Project COMETA
Development of approaches and metrics to assess the impact and improve the outcome of patients with frailties in the Covid-19 era
Principal Investigator: CILIBERTO GENNARO
The outbreak of the coronavirus 2 disease 2019 (COVID-19) is hard challenging the health care systems worldwide. In this context, the impact of the COVID-19 pandemic on frail patients is growing rapidly and the need to allocate major health care resources to the COVID-19 emergency has been reported to impact negatively on patients’ adherence to treatments and/or follow up programs. In patients with severe chronic diseases, such as cancer, autoimmune diseases and immune-deficiencies, this may translate into outcome worsening. We present here CO.M.E.TA, a network project involving six Italian institutions whose goals are:
- to measure and compare the impact of the pandemic on the access of cancer and immunocompromised patients to therapies in three Italian regions;
- to assess how reorganizational measures put in place in these different institutions have impacted on specific metrics of performance;
- to establish a COVID-19 Biobank of biological samples from SARS-Cov-2 infected patients to be used to study immunological alterations in patients with fragilities.

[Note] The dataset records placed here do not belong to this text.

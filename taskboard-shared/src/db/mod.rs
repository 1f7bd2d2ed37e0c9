/// Database layer for Taskboard
///
/// # Modules
///
/// - `pool`: PostgreSQL connection pool with health checks
/// - `migrations`: Schema migration runner
///
/// Row types and their queries live in [`crate::models`].

pub mod migrations;
pub mod pool;
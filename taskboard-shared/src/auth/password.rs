/// Password hashing using Argon2id
///
/// Both login passwords and security-question answers go through the same
/// [`CredentialHasher`]. Every call to `hash` draws a fresh random salt, so
/// hashing the same input twice yields different PHC strings.
///
/// # Default parameters
///
/// - **Memory**: 64 MB (65536 KB)
/// - **Iterations**: 3 passes
/// - **Parallelism**: 4 lanes
/// - **Output**: 32-byte hash
///
/// # Example
///
/// ```
/// use taskboard_shared::auth::password::{Argon2Hasher, CredentialHasher, HashParams};
///
/// # fn example() -> Result<(), Box<dyn std::error::Error>> {
/// let hasher = Argon2Hasher::new(HashParams { memory_kib: 8, iterations: 1, parallelism: 1 })?;
/// let hash = hasher.hash("pass1234")?;
///
/// assert!(hasher.verify("pass1234", &hash)?);
/// assert!(!hasher.verify("wrong", &hash)?);
/// # Ok(())
/// # }
/// ```

use argon2::{
    password_hash::{rand_core::OsRng, PasswordHash, PasswordHasher, PasswordVerifier, SaltString},
    Algorithm, Argon2, Params, ParamsBuilder, Version,
};

/// Minimum password length for registration and recovery
pub const MIN_PASSWORD_LENGTH: usize = 8;

/// Error type for password hashing operations
#[derive(Debug, thiserror::Error)]
pub enum PasswordError {
    /// Failed to hash password
    #[error("Failed to hash password: {0}")]
    HashError(String),

    /// Failed to verify password
    #[error("Failed to verify password: {0}")]
    VerifyError(String),

    /// Invalid password hash format
    #[error("Invalid password hash format: {0}")]
    InvalidHash(String),
}

/// One-way salted hash with verification
pub trait CredentialHasher: Send + Sync {
    /// Hashes a secret, returning a self-describing hash string
    fn hash(&self, secret: &str) -> Result<String, PasswordError>;

    /// Checks a secret against a stored hash
    ///
    /// Returns `Ok(false)` on mismatch and an error only if `hash` is malformed.
    fn verify(&self, secret: &str, hash: &str) -> Result<bool, PasswordError>;
}

/// Argon2id cost parameters
#[derive(Debug, Clone, Copy, PartialEq, Eq)]
pub struct HashParams {
    pub memory_kib: u32,
    pub iterations: u32,
    pub parallelism: u32,
}

impl Default for HashParams {
    fn default() -> Self {
        Self {
            memory_kib: 65536,
            iterations: 3,
            parallelism: 4,
        }
    }
}

/// Argon2id implementation of [`CredentialHasher`]
#[derive(Debug, Clone)]
pub struct Argon2Hasher {
    params: Params,
}

impl Argon2Hasher {
    /// Creates a hasher with the given cost parameters
    ///
    /// # Errors
    ///
    /// Returns `PasswordError::HashError` if the parameters are out of range
    /// (for example memory below 8 KiB per lane).
    pub fn new(params: HashParams) -> Result<Self, PasswordError> {
        let params = ParamsBuilder::new()
            .m_cost(params.memory_kib)
            .t_cost(params.iterations)
            .p_cost(params.parallelism)
            .output_len(32)
            .build()
            .map_err(|e| PasswordError::HashError(format!("Invalid parameters: {}", e)))?;

        Ok(Self { params })
    }

    fn argon2(&self) -> Argon2<'static> {
        Argon2::new(Algorithm::Argon2id, Version::V0x13, self.params.clone())
    }
}

impl CredentialHasher for Argon2Hasher {
    fn hash(&self, secret: &str) -> Result<String, PasswordError> {
        let salt = SaltString::generate(&mut OsRng);

        let password_hash = self
            .argon2()
            .hash_password(secret.as_bytes(), &salt)
            .map_err(|e| PasswordError::HashError(format!("Hash generation failed: {}", e)))?;

        Ok(password_hash.to_string())
    }

    fn verify(&self, secret: &str, hash: &str) -> Result<bool, PasswordError> {
        let parsed_hash = PasswordHash::new(hash)
            .map_err(|e| PasswordError::InvalidHash(format!("Failed to parse hash: {}", e)))?;

        // A PHC string can parse without a salt or digest; argon2 would then
        // report a plain mismatch
        if parsed_hash.salt.is_none() || parsed_hash.hash.is_none() {
            return Err(PasswordError::InvalidHash(
                "Hash is missing its salt or digest".to_string(),
            ));
        }

        // Parameters are read back from the PHC string
        match Argon2::default().verify_password(secret.as_bytes(), &parsed_hash) {
            Ok(_) => Ok(true),
            Err(argon2::password_hash::Error::Password) => Ok(false),
            Err(e) => Err(PasswordError::VerifyError(format!("Verification failed: {}", e))),
        }
    }
}

/// Validates password strength
///
/// A password must:
/// - be at least 8 characters long
/// - contain at least one ASCII letter
/// - contain at least one digit
///
/// # Example
///
/// ```
/// use taskboard_shared::auth::password::validate_password_strength;
///
/// assert!(validate_password_strength("pass1234").is_ok());
/// assert!(validate_password_strength("short1").is_err());
/// assert!(validate_password_strength("password").is_err());
/// ```
pub fn validate_password_strength(password: &str) -> Result<(), String> {
    if password.chars().count() < MIN_PASSWORD_LENGTH {
        return Err(format!(
            "Password must be at least {} characters long",
            MIN_PASSWORD_LENGTH
        ));
    }

    if !password.chars().any(|c| c.is_ascii_alphabetic()) {
        return Err("Password must contain at least one letter".to_string());
    }

    if !password.chars().any(|c| c.is_ascii_digit()) {
        return Err("Password must contain at least one digit".to_string());
    }

    Ok(())
}
/// Task model and database operations
///
/// A task is a unit of work with an optional priority and due date. Tasks
/// are bound to their responsible user through an
/// [`Assignment`](crate::models::assignment::Assignment).
///
/// # Status values
///
/// ```text
/// pendiente | en_progreso | completada | cancelada
/// ```
///
/// Any status may be set directly; there is no enforced transition order.
///
/// # Schema
///
/// ```sql
/// CREATE TYPE task_priority AS ENUM ('alta', 'media', 'baja');
/// CREATE TYPE task_status AS ENUM ('pendiente', 'en_progreso', 'completada', 'cancelada');
///
/// CREATE TABLE tasks (
///     id BIGSERIAL PRIMARY KEY,
///     title TEXT NOT NULL,
///     description TEXT,
///     priority task_priority,
///     due_date TIMESTAMPTZ,
///     status task_status NOT NULL DEFAULT 'pendiente',
///     created_by TEXT,
///     note TEXT,
///     created_at TIMESTAMPTZ NOT NULL DEFAULT NOW(),
///     updated_at TIMESTAMPTZ NOT NULL DEFAULT NOW()
/// );
/// ```

use chrono::{DateTime, Utc};
use serde::{Deserialize, Serialize};
use sqlx::postgres::PgExecutor;
use std::fmt;
use std::str::FromStr;

const TASK_COLUMNS: &str = "id, title, description, priority, due_date, status, created_by, \
     note, created_at, updated_at";

/// Task priority
///
/// Stored and exchanged with the Spanish wire values `alta`, `media`, `baja`.
#[derive(Debug, Clone, Copy, PartialEq, Eq, Serialize, Deserialize, sqlx::Type)]
#[sqlx(type_name = "task_priority")]
pub enum TaskPriority {
    #[serde(rename = "alta")]
    #[sqlx(rename = "alta")]
    High,

    #[serde(rename = "media")]
    #[sqlx(rename = "media")]
    Medium,

    #[serde(rename = "baja")]
    #[sqlx(rename = "baja")]
    Low,
}

impl TaskPriority {
    pub const ALL: [TaskPriority; 3] = [TaskPriority::High, TaskPriority::Medium, TaskPriority::Low];

    pub fn as_str(&self) -> &'static str {
        match self {
            TaskPriority::High => "alta",
            TaskPriority::Medium => "media",
            TaskPriority::Low => "baja",
        }
    }
}

impl fmt::Display for TaskPriority {
    fn fmt(&self, f: &mut fmt::Formatter<'_>) -> fmt::Result {
        f.write_str(self.as_str())
    }
}

impl FromStr for TaskPriority {
    type Err = String;

    fn from_str(s: &str) -> Result<Self, Self::Err> {
        TaskPriority::ALL
            .into_iter()
            .find(|p| p.as_str() == s)
            .ok_or_else(|| format!("unknown priority '{}'", s))
    }
}

/// Task status
#[derive(Debug, Clone, Copy, Default, PartialEq, Eq, Serialize, Deserialize, sqlx::Type)]
#[sqlx(type_name = "task_status")]
pub enum TaskStatus {
    #[default]
    #[serde(rename = "pendiente")]
    #[sqlx(rename = "pendiente")]
    Pending,

    #[serde(rename = "en_progreso")]
    #[sqlx(rename = "en_progreso")]
    InProgress,

    #[serde(rename = "completada")]
    #[sqlx(rename = "completada")]
    Completed,

    #[serde(rename = "cancelada")]
    #[sqlx(rename = "cancelada")]
    Cancelled,
}

impl TaskStatus {
    pub const ALL: [TaskStatus; 4] = [
        TaskStatus::Pending,
        TaskStatus::InProgress,
        TaskStatus::Completed,
        TaskStatus::Cancelled,
    ];

    pub fn as_str(&self) -> &'static str {
        match self {
            TaskStatus::Pending => "pendiente",
            TaskStatus::InProgress => "en_progreso",
            TaskStatus::Completed => "completada",
            TaskStatus::Cancelled => "cancelada",
        }
    }
}

impl fmt::Display for TaskStatus {
    fn fmt(&self, f: &mut fmt::Formatter<'_>) -> fmt::Result {
        f.write_str(self.as_str())
    }
}

impl FromStr for TaskStatus {
    type Err = String;

    fn from_str(s: &str) -> Result<Self, Self::Err> {
        TaskStatus::ALL
            .into_iter()
            .find(|st| st.as_str() == s)
            .ok_or_else(|| format!("unknown status '{}'", s))
    }
}

/// Task row
#[derive(Debug, Clone, PartialEq, Serialize, Deserialize, sqlx::FromRow)]
pub struct Task {
    pub id: i64,

    /// Required, non-empty title
    pub title: String,

    pub description: Option<String>,

    pub priority: Option<TaskPriority>,

    pub due_date: Option<DateTime<Utc>>,

    pub status: TaskStatus,

    /// Free-text label of whoever created the task (usually a username)
    pub created_by: Option<String>,

    pub note: Option<String>,

    pub created_at: DateTime<Utc>,

    /// Refreshed on every update
    pub updated_at: DateTime<Utc>,
}

/// Input for creating a new task
#[derive(Debug, Clone)]
pub struct CreateTask {
    pub title: String,
    pub description: Option<String>,
    pub priority: Option<TaskPriority>,
    pub due_date: Option<DateTime<Utc>>,
    pub status: TaskStatus,
    pub created_by: Option<String>,
    pub note: Option<String>,
    /// Used for both `created_at` and `updated_at`
    pub now: DateTime<Utc>,
}

/// Partial task update
///
/// Only non-None fields are written. Nullable columns use `Option<Option<_>>`
/// so that `Some(None)` clears the value. `updated_at` is always set.
#[derive(Debug, Clone, Default)]
pub struct UpdateTask {
    pub title: Option<String>,
    pub description: Option<Option<String>>,
    pub priority: Option<Option<TaskPriority>>,
    pub due_date: Option<Option<DateTime<Utc>>>,
    pub status: Option<TaskStatus>,
    pub created_by: Option<Option<String>>,
    pub note: Option<Option<String>>,
}

impl UpdateTask {
    /// Applies the present fields to an in-memory task
    pub fn apply_to(&self, task: &mut Task, now: DateTime<Utc>) {
        if let Some(title) = &self.title {
            task.title = title.clone();
        }
        if let Some(description) = &self.description {
            task.description = description.clone();
        }
        if let Some(priority) = self.priority {
            task.priority = priority;
        }
        if let Some(due_date) = self.due_date {
            task.due_date = due_date;
        }
        if let Some(status) = self.status {
            task.status = status;
        }
        if let Some(created_by) = &self.created_by {
            task.created_by = created_by.clone();
        }
        if let Some(note) = &self.note {
            task.note = note.clone();
        }
        task.updated_at = now;
    }
}

impl Task {
    /// Inserts a new task
    pub async fn create<'e, E>(executor: E, data: CreateTask) -> Result<Self, sqlx::Error>
    where
        E: PgExecutor<'e>,
    {
        let query = format!(
            r#"
            INSERT INTO tasks (title, description, priority, due_date, status, created_by, note, created_at, updated_at)
            VALUES ($1, $2, $3, $4, $5, $6, $7, $8, $8)
            RETURNING {TASK_COLUMNS}
            "#
        );

        sqlx::query_as::<_, Task>(&query)
            .bind(data.title)
            .bind(data.description)
            .bind(data.priority)
            .bind(data.due_date)
            .bind(data.status)
            .bind(data.created_by)
            .bind(data.note)
            .bind(data.now)
            .fetch_one(executor)
            .await
    }

    /// Finds a task by ID
    pub async fn find_by_id<'e, E>(executor: E, id: i64) -> Result<Option<Self>, sqlx::Error>
    where
        E: PgExecutor<'e>,
    {
        let query = format!("SELECT {TASK_COLUMNS} FROM tasks WHERE id = $1");

        sqlx::query_as::<_, Task>(&query)
            .bind(id)
            .fetch_optional(executor)
            .await
    }

    /// Applies a partial update
    ///
    /// # Returns
    ///
    /// The updated task, or None if it doesn't exist
    pub async fn update<'e, E>(
        executor: E,
        id: i64,
        data: UpdateTask,
        now: DateTime<Utc>,
    ) -> Result<Option<Self>, sqlx::Error>
    where
        E: PgExecutor<'e>,
    {
        // $1 = id, $2 = updated_at
        let mut query = String::from("UPDATE tasks SET updated_at = $2");
        let mut bind_count = 2;

        let mut push = |column: &str, present: bool| {
            if present {
                bind_count += 1;
                query.push_str(&format!(", {} = ${}", column, bind_count));
            }
        };
        push("title", data.title.is_some());
        push("description", data.description.is_some());
        push("priority", data.priority.is_some());
        push("due_date", data.due_date.is_some());
        push("status", data.status.is_some());
        push("created_by", data.created_by.is_some());
        push("note", data.note.is_some());

        query.push_str(&format!(" WHERE id = $1 RETURNING {TASK_COLUMNS}"));

        let mut q = sqlx::query_as::<_, Task>(&query).bind(id).bind(now);

        if let Some(title) = data.title {
            q = q.bind(title);
        }
        if let Some(description) = data.description {
            q = q.bind(description);
        }
        if let Some(priority) = data.priority {
            q = q.bind(priority);
        }
        if let Some(due_date) = data.due_date {
            q = q.bind(due_date);
        }
        if let Some(status) = data.status {
            q = q.bind(status);
        }
        if let Some(created_by) = data.created_by {
            q = q.bind(created_by);
        }
        if let Some(note) = data.note {
            q = q.bind(note);
        }

        q.fetch_optional(executor).await
    }

    /// Lists tasks whose created-by label equals `label`, newest first
    pub async fn list_by_created_by<'e, E>(executor: E, label: &str) -> Result<Vec<Self>, sqlx::Error>
    where
        E: PgExecutor<'e>,
    {
        let query = format!(
            "SELECT {TASK_COLUMNS} FROM tasks WHERE created_by = $1 ORDER BY created_at DESC, id DESC"
        );

        sqlx::query_as::<_, Task>(&query)
            .bind(label)
            .fetch_all(executor)
            .await
    }

    /// Deletes a task (assignments cascade)
    pub async fn delete<'e, E>(executor: E, id: i64) -> Result<bool, sqlx::Error>
    where
        E: PgExecutor<'e>,
    {
        let result = sqlx::query("DELETE FROM tasks WHERE id = $1")
            .bind(id)
            .execute(executor)
            .await?;

        Ok(result.rows_affected() > 0)
    }
}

Regarding the first two AIMs of the project the results of the analyses show that in all the centers participating in the study, all the parameters analyzed (first visit, follow-up visit, surgeries, admissions) have almost entirely recovered in 2021 the drop that was evident in 2020, returning to values comparable to those of 2019.
Within the AIM3 the activity was focused on the implementation of a biobank of biological samples from patients with different degrees of COVID disease and/or with other concomitant diseases (immunological and tumors). The purpose of this collection lies in the possibility of analyzing in frail patients other factors related to COVID-19 disease severity, which made frail patients more prone to complications and a longer course of hospitalization, often with an inauspicious outcome. Since the start of the project, 137 patients has been enrolled. For all enrolled patients, serum, plasma and circulating lymphocyte cells (PBMC) were collected. All patients were stratified according to disease severity, classified according to their co-morbidities, and all clinical, laboratory and molecular-genetic data on each patient were recorded on the eCRF. Among the conditions associated with frailty we noted age, origin from nursing homes, the presence of associated diseases (co-morbidities) such as diabetes, hypertension, obesity, autoimmune diseases and cancer.
We are in debt with the Godda Sakkai Institute that support the project with 600.000 euros.